Notre pays a désormais sa Coordination nationale des usagers et usagères (CNU) des ressources naturelles du bassin de la Volta au Mali mis en place lors d’une assise nationale tenue ce jeudi sous la présidence du Secrétaire général du ministère de l’Énergie et de l’Eau, M. Djooro BOCOUM, représentant le ministre de tutelle de l’Autorité du Bassin de la Volta (ABV) au Mali.
Des représentants d’associations d’usagers des ressources naturelles (agriculteurs, éleveurs, pêcheurs, maraîchers, artisans, etc.), des autorités territoriales, des experts des directions sectorielles (hydraulique, agriculture, élevage, environnement, etc.) et des cadres de l’ABV et du GWP-AO ont pris part à la mise en place de cette CNU.
Elle est la première coordination constituée dans le cadre du projet « Inversion des tendances à la Dégradation des Écosystèmes et des Eaux dans le Bassin de la Volta » (REWarD – Volta River Basin) financé à hauteur de 7,12 millions de dollars, soit près de 4 milliards FCFA, par le Fonds pour l’Environnement Mondial (FEM).
D’une durée de cinq ans, ce projet est mis en œuvre par le Programme des Nations Unies pour l’environnement (PNUE) et l’Union internationale pour la conservation de la nature (UICN), avec l’exécution de l’ABV et du Partenariat mondial de l’Eau en Afrique de l’Ouest (GWP-AO).

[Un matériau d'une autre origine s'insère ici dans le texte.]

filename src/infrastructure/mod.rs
pub mod backends;
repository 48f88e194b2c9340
pub mod models;
pub mod services;
#![deny(clippy::implicit_return)]
#![allow(clippy::needless_return)]

mod application;
mod configuration;
mod domain;
mod infrastructure;

use std::env;
use std::process;

use anyhow::anyhow;
use anyhow::Error;
use domain::models::Action;
use domain::models::Event;
use infrastructure::backends::BackendManager;
use tokio::sync::mpsc;
use tokio::task;
use yansi::Paint;

use crate::application::cli;
use crate::application::ui;
use crate::domain::services::actions::ActionsService;

fn handle_error(err: Error) {
    eprintln!(
            "{}",
            Paint::red(format!(
                "Oh no! Career Mind has failed with the following app version and error.\n\nVersion: {}\nCommit: {}\nError: {}",
                env!("CARGO_PKG_VERSION"),
                env!("VERGEN_GIT_DESCRIBE"),
                err
            ))
        );

    let backtrace = err.backtrace();
    if backtrace.to_string() == "disabled backtrace" {
        let args = env::args().collect::<Vec<String>>().join(" ");
        eprintln!("\nRunning the following can help explain further what the issue is:");
        eprintln!("\nRUST_BACKTRACE=1 {args}");
    } else {
        eprintln!("\n{}", backtrace);
    }

    process::exit(1);
}

#[tokio::main]
async fn main() {
    std::panic::set_hook(Box::new(|panic_info| {
        ui::destruct_terminal_for_panic();
        better_panic::Settings::auto().create_panic_handler()(panic_info);
    }));

    let file_appender = tracing_appender::rolling::never(cli::log_dir(), "debug.log");
    let (writer, _guard) = tracing_appender::non_blocking(file_appender);
    if env::var("RUST_LOG")
        .unwrap_or_else(|_| return "".to_string())
        .contains("career_mind")
    {
        tracing_subscriber::fmt()
            .json()
            .with_max_level(tracing::Level::DEBUG)
            .with_writer(writer)
            .init();
    }

    match cli::parse().await {
        Ok(true) => (),
        Ok(false) => process::exit(0),
        Err(err) => {
            handle_error(err);
            return;
        }
    }

    let backend = match BackendManager::get() {
        Ok(backend) => backend,
        Err(err) => {
            handle_error(err);
            return;
        }
    };

    let (action_tx, mut action_rx) = mpsc::unbounded_channel::<Action>();
    let (event_tx, event_rx) = mpsc::unbounded_channel::<Event>();

    let mut background_futures = task::JoinSet::new();
    background_futures.spawn(async move {
        return ActionsService::start(backend, event_tx, &mut action_rx).await;
    });

    let ui_future = ui::start(action_tx, event_rx);

    let res = tokio::select!(
        res = background_futures.join_next() => match res {
            Some(Ok(res)) => res,
            Some(Err(err)) => Err(anyhow!(err)),
            None => Err(anyhow!("Actions service exited unexpectedly")),
        },
        res = ui_future => res,
    );

    if let Err(err) = res {
        ui::destruct_terminal_for_panic();
        handle_error(err);
    }

    process::exit(0);
}
mod action;
mod analysis;
mod author;
mod backend;
mod event;
mod loading;
mod message;
mod notice;
mod prompt;
mod reply;
mod session;
mod slash_commands;
mod textarea;

pub use action::*;
pub use analysis::*;
pub use author::*;
pub use backend::*;
pub use event::*;
pub use loading::*;
pub use message::*;
pub use notice::*;
pub use prompt::*;
pub use reply::*;
pub use session::*;
pub use slash_commands::*;
pub use textarea::*;
#[cfg(test)]
#[path = "reply_test.rs"]
mod tests;

use super::Analysis;

pub const CONVERSATION_LABEL: &str = "[CONVERSATION]";
pub const DATA_MARKER: &str = "[DATA]";
pub const DASHBOARD_APOLOGY: &str =
    "I've analyzed that, but had trouble updating the dashboard. Let's continue!";

/// A model reply after splitting off the structured block.
#[derive(Clone, Debug, PartialEq, Eq)]
pub enum Reply {
    /// The marker was found and the payload decoded.
    Structured {
        conversation: String,
        analysis: Analysis,
    },
    /// No marker, the whole reply is conversation.
    Unstructured { conversation: String },
    /// The marker was found but the payload could not be decoded. The
    /// conversation is replaced with an apology.
    Malformed { conversation: String, error: String },
}

impl Reply {
    pub fn parse(text: &str) -> Reply {
        let (conversation, payload) = match text.split_once(DATA_MARKER) {
            Some(parts) => parts,
            None => {
                return Reply::Unstructured {
                    conversation: text.trim().to_string(),
                };
            }
        };

        let trimmed = conversation.trim();
        let conversation = trimmed
            .strip_prefix(CONVERSATION_LABEL)
            .unwrap_or(trimmed)
            .trim()
            .to_string();

        match Analysis::from_json(payload) {
            Ok(analysis) => {
                return Reply::Structured {
                    conversation,
                    analysis,
                };
            }
            Err(err) => {
                return Reply::Malformed {
                    conversation: DASHBOARD_APOLOGY.to_string(),
                    error: err.to_string(),
                };
            }
        }
    }

    /// Human readable portion that is stored in the transcript.
    pub fn conversation(&self) -> &str {
        match self {
            Reply::Structured { conversation, .. } => return conversation,
            Reply::Unstructured { conversation } => return conversation,
            Reply::Malformed { conversation, .. } => return conversation,
        }
    }
}
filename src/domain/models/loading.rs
use ratatui::prelude::Alignment;
use ratatui::prelude::Backend;
use ratatui::prelude::Rect;
use ratatui::widgets::Block;
use ratatui::widgets::BorderType;
use ratatui::widgets::Borders;
use ratatui::widgets::Padding;
use ratatui::widgets::Paragraph;
use ratatui::Frame;

#[derive(Default)]
pub struct Loading {}

impl Loading {
    pub fn render<B: Backend>(&self, frame: &mut Frame<B>, rect: Rect) {
        frame.render_widget(
            Paragraph::new("Analyzing your thoughts...")
                .block(
                    Block::default()
                        .borders(Borders::ALL)
                        .border_type(BorderType::Double)
                        .padding(Padding::new(1, 1, 0, 0)),
                )
                .alignment(Alignment::Center),
            rect,
        );
    }
}
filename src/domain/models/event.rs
use tui_textarea::Input;

use super::BackendResponse;

#[derive(Debug)]
pub enum Event {
    BackendError(String),
    BackendPromptResponse(BackendResponse),
    KeyboardCharInput(Input),
    KeyboardCTRLC(),
    KeyboardCTRLK(),
    KeyboardCTRLL(),
    KeyboardEnter(),
    KeyboardEsc(),
    KeyboardPaste(String),
    UIResize(),
    UIScrollDown(),
    UIScrollUp(),
    UIScrollPageDown(),
    UIScrollPageUp(),
    UITick(),
}
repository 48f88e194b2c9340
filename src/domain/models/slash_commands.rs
#[cfg(test)]
#[path = "slash_commands_test.rs"]
mod tests;

pub struct SlashCommand {
    command: String,
}

impl SlashCommand {
    /// Only a bare command is recognised. Text following a command is a
    /// regular chat message.
    pub fn parse(text: &str) -> Option<SlashCommand> {
        let command = text.trim();
        if command.is_empty() || command.contains(char::is_whitespace) {
            return None;
        }

        let cmd = SlashCommand {
            command: command.to_string(),
        };
        if cmd.is_quit() || cmd.is_clear() || cmd.is_help() {
            return Some(cmd);
        }

        return None;
    }

    pub fn is_quit(&self) -> bool {
        return ["/q", "/quit", "/exit"].contains(&self.command.as_str());
    }

    pub fn is_clear(&self) -> bool {
        return ["/cl", "/clear"].contains(&self.command.as_str());
    }

    pub fn is_help(&self) -> bool {
        return ["/h", "/help"].contains(&self.command.as_str());
    }
}
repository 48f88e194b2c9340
#[cfg(test)]
#[path = "dashboard_test.rs"]
mod tests;

use ratatui::buffer::Buffer;
use ratatui::layout::Constraint;
use ratatui::layout::Direction;
use ratatui::layout::Layout;
use ratatui::layout::Rect;
use ratatui::style::Color;
use ratatui::style::Modifier;
use ratatui::style::Style;
use ratatui::text::Line;
use ratatui::text::Span;
use ratatui::widgets::Block;
use ratatui::widgets::BorderType;
use ratatui::widgets::Borders;
use ratatui::widgets::Padding;
use ratatui::widgets::Paragraph;
use ratatui::widgets::Widget;
use ratatui::widgets::Wrap;

use crate::domain::models::Analysis;
use crate::domain::models::ROADMAP_PLACEHOLDER;

pub const SKILLS_PLACEHOLDER: &str = "No skills detected yet.";
pub const VALUES_PLACEHOLDER: &str = "Share your thoughts to see values.";
pub const PATHS_PLACEHOLDER: &str = "Awaiting analysis...";

const ACCENT: Color = Color::Rgb(30, 136, 229);
const CHIP_FG: Color = Color::Rgb(21, 101, 192);
const CHIP_BG: Color = Color::Rgb(227, 242, 253);

/// The four analysis cards. Drawn from the analysis alone, every frame.
pub struct Dashboard<'a> {
    analysis: &'a Analysis,
}

impl<'a> Dashboard<'a> {
    pub fn new(analysis: &'a Analysis) -> Dashboard<'a> {
        return Dashboard { analysis };
    }

    fn card(title: &str) -> Block<'static> {
        return Block::default()
            .borders(Borders::ALL)
            .border_type(BorderType::Rounded)
            .border_style(Style::default().fg(ACCENT))
            .title(Span::styled(
                title.to_string(),
                Style::default().add_modifier(Modifier::BOLD),
            ))
            .padding(Padding::new(1, 1, 0, 0));
    }

    fn placeholder(text: &str) -> Vec<Line<'static>> {
        return vec![Line::from(Span::styled(
            text.to_string(),
            Style::default().add_modifier(Modifier::DIM),
        ))];
    }

    fn skills(&self) -> Vec<Line<'static>> {
        if self.analysis.skills.is_empty() {
            return Dashboard::placeholder(SKILLS_PLACEHOLDER);
        }

        let chip_style = Style::default()
            .fg(CHIP_FG)
            .bg(CHIP_BG)
            .add_modifier(Modifier::BOLD);

        let mut spans: Vec<Span> = vec![];
        for (idx, skill) in self.analysis.skills.iter().enumerate() {
            if idx > 0 {
                spans.push(Span::raw(" "));
            }
            spans.push(Span::styled(format!(" {skill} "), chip_style));
        }

        return vec![Line::from(spans)];
    }

    fn values(&self) -> Vec<Line<'static>> {
        if self.analysis.values.is_empty() {
            return Dashboard::placeholder(VALUES_PLACEHOLDER);
        }

        return self
            .analysis
            .values
            .iter()
            .map(|value| {
                return Line::from(vec![
                    Span::styled("✔ ", Style::default().fg(Color::Green)),
                    Span::raw(value.to_string()),
                ]);
            })
            .collect();
    }

    fn paths(&self) -> Vec<Line<'static>> {
        if self.analysis.paths.is_empty() {
            return Dashboard::placeholder(PATHS_PLACEHOLDER);
        }

        let path_style = Style::default()
            .fg(Color::Green)
            .add_modifier(Modifier::BOLD);

        return self
            .analysis
            .paths
            .iter()
            .map(|path| {
                return Line::from(Span::styled(format!("» {path}"), path_style));
            })
            .collect();
    }

    fn roadmap(&self) -> Vec<Line<'static>> {
        let mut roadmap = self.analysis.roadmap.trim();
        if roadmap.is_empty() {
            roadmap = ROADMAP_PLACEHOLDER;
        }

        return vec![Line::from(Span::styled(
            roadmap.to_string(),
            Style::default()
                .fg(Color::Gray)
                .add_modifier(Modifier::ITALIC),
        ))];
    }
}

impl Widget for Dashboard<'_> {
    fn render(self, area: Rect, buf: &mut Buffer) {
        let layout = Layout::default()
            .direction(Direction::Vertical)
            .constraints(vec![
                Constraint::Ratio(1, 4),
                Constraint::Ratio(1, 4),
                Constraint::Ratio(1, 4),
                Constraint::Ratio(1, 4),
            ])
            .split(area);

        let cards = [
            ("Identified Skills", self.skills()),
            ("Core Values & Drivers", self.values()),
            ("Suggested Career Paths", self.paths()),
            ("Growth Roadmap", self.roadmap()),
        ];

        for (idx, (title, lines)) in cards.into_iter().enumerate() {
            Paragraph::new(lines)
                .block(Dashboard::card(title))
                .wrap(Wrap { trim: false })
                .render(layout[idx], buf);
        }
    }
}
use super::BackendPrompt;
use super::SYSTEM_PROMPT;
use crate::domain::models::Message;
use crate::domain::models::Role;

fn transcript() -> Vec<Message> {
    return vec![
        Message::new(Role::Assistant, "Welcome!"),
        Message::new(Role::User, "I'm a nurse who loves coding"),
        Message::new(Role::Assistant, "Consider health-tech roles."),
        Message::new(Role::User, "What about remote work?"),
    ];
}

#[test]
fn it_places_instructions_first() {
    let prompt = BackendPrompt::compose("abc", &transcript(), 0);

    assert_eq!(prompt.credential, "abc");
    assert_eq!(prompt.messages.len(), 5);
    assert_eq!(prompt.messages[0].role, "system");
    assert_eq!(prompt.messages[0].content, SYSTEM_PROMPT);
}

#[test]
fn it_keeps_transcript_order_and_roles() {
    let prompt = BackendPrompt::compose("abc", &transcript(), 0);
    let roles = prompt
        .messages
        .iter()
        .map(|message| return message.role.as_str())
        .collect::<Vec<&str>>();

    assert_eq!(roles, vec!["system", "assistant", "user", "assistant", "user"]);
    assert_eq!(prompt.messages[4].content, "What about remote work?");
}

#[test]
fn it_limits_history() {
    let prompt = BackendPrompt::compose("abc", &transcript(), 2);

    assert_eq!(prompt.messages.len(), 3);
    assert_eq!(prompt.messages[0].role, "system");
    assert_eq!(prompt.messages[1].content, "Consider health-tech roles.");
    assert_eq!(prompt.messages[2].content, "What about remote work?");
}

#[test]
fn it_ignores_limits_larger_than_history() {
    let prompt = BackendPrompt::compose("abc", &transcript(), 50);
    assert_eq!(prompt.messages.len(), 5);
}

#[test]
fn it_asks_for_both_sections() {
    assert!(SYSTEM_PROMPT.contains("[CONVERSATION]"));
    assert!(SYSTEM_PROMPT.contains("[DATA]"));
}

Outre l’élection d’un bureau exécutif de la CNU, l’objectif de ces assises nationales vise à valider des résultats de l’étude de cartographie et de présélection des représentants des usagers, adopter le plan de renforcement des capacités et d’un plan d’actions initial, et approuver des projets de statuts et du règlement intérieur de la CNU. À l’instar du Mali, les autres pays du Bassin de Volta doivent aussi mettre en place leur Coordination nationale.
Conformément à l’article 121 de la Charte de l’Eau du bassin de la Volta, la création de cette coordination doit contribuer à promouvoir une gouvernance concertée, équitable et durable des ressources naturelles. Elle ambitionne ainsi de prévenir les conflits d’usage, d’optimiser les bénéfices partagés et de préserver les écosystèmes pour les générations futures.
À cet effet, comme souligné par M. Armand HOUANYE, coordinateur exécutif du GWP-AO, « cet atelier marque une étape décisive dans l’instauration d’une gestion inclusive et rationnelle des ressources du bassin de la Volta, en impliquant activement les usagers pour une utilisation économe et durable de l’eau.»
Pour M. HOUANYE, le projet REWarD-Volta River Basin qui s’étend aux six pays du bassin de la Volta envisage d’inverser les tendances à la dégradation des écosystèmes et des ressources en eau, tout en soutenant le développement intégré basé sur les écosystèmes dans le bassin de la Volta par le renforcement de la gouvernance transfrontalière, la restauration et la conservation des écosystèmes pour des moyens de subsistance durables.
« Elle participe des efforts de l’ABV à asseoir une gouvernance inclusive effective des ressources naturelles du bassin de la Volta, qui nécessite la participation éclairée de l’ensemble des parties prenantes y compris les usagères et usagers des ressources naturelles du bassin tels que les agriculteurs, les irrigants, les maraîchers, les éleveurs, les pêcheurs, les piroguiers, les miniers, les artisans etc. », a-t-il indiqué.
Selon lui, la première Coordination nationale des usagères et usagers des ressources naturelle du bassin de la Volta, celle du Mali, devra se positionner désormais avec les capacités nécessaires en tant qu’acteur clé de l’utilisation rationnelle et judicieuse des ressources naturelles ainsi que de la restauration et du maintien en bon état des écosystèmes du bassin de la Volta aux niveau local, national et à l’échelle du bassin.
Pour sa part, le secrétaire général du ministère de l’Energie et de l’eau, Djooro BOCOUM, a rappelé que les pays de la zone de Volta sont confrontés à plusieurs défis notamment les conflits d’usage de l’eau, les impacts du changement qui appellent, a-t-il exhorté, à des réponses coordonnées et concertées.
La mise en place de cette coordination, selon lui, est un instrument de dialogue, concertation et de visibilité pour les acteurs de la chaine de la gestion des ressources en eau et tout son écosystème.
« Cette coordination sera un pont entre les réalités du terrain et les décideurs », a indiqué M. BOCOUM, tout en appelant au principe de la gestion efficiente des ressources en eau conformément à la charte de l’eau.